-- Work task --
Lines with the word "pending" in them are the ones to copy from the records.

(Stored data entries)
· · · · ·

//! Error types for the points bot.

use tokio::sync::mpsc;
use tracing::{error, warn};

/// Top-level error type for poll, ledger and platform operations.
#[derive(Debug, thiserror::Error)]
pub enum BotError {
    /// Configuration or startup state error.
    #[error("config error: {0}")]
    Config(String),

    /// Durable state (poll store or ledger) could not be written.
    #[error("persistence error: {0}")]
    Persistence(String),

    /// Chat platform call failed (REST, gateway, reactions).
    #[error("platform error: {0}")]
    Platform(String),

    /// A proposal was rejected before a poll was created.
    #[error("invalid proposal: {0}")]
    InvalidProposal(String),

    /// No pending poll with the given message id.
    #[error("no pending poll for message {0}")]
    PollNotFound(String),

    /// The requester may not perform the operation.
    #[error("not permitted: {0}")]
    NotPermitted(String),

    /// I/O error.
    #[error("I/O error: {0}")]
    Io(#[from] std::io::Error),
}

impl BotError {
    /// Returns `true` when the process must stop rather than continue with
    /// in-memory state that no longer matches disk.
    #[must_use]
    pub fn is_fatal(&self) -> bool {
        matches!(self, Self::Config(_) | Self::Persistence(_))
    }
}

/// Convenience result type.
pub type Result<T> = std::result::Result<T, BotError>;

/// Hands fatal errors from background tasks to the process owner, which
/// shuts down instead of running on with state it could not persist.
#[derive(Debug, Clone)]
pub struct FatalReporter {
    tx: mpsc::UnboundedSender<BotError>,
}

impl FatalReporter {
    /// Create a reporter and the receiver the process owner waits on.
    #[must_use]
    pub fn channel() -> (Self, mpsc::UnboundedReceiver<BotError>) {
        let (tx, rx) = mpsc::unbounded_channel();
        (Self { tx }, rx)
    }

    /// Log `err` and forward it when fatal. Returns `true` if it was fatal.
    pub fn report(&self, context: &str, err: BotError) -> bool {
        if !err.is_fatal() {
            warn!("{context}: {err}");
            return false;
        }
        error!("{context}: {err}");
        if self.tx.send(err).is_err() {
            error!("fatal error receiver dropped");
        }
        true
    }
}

· · · · ·

-- Task response --
    /// No pending poll with the given message id.
    #[error("no pending poll for message {0}")]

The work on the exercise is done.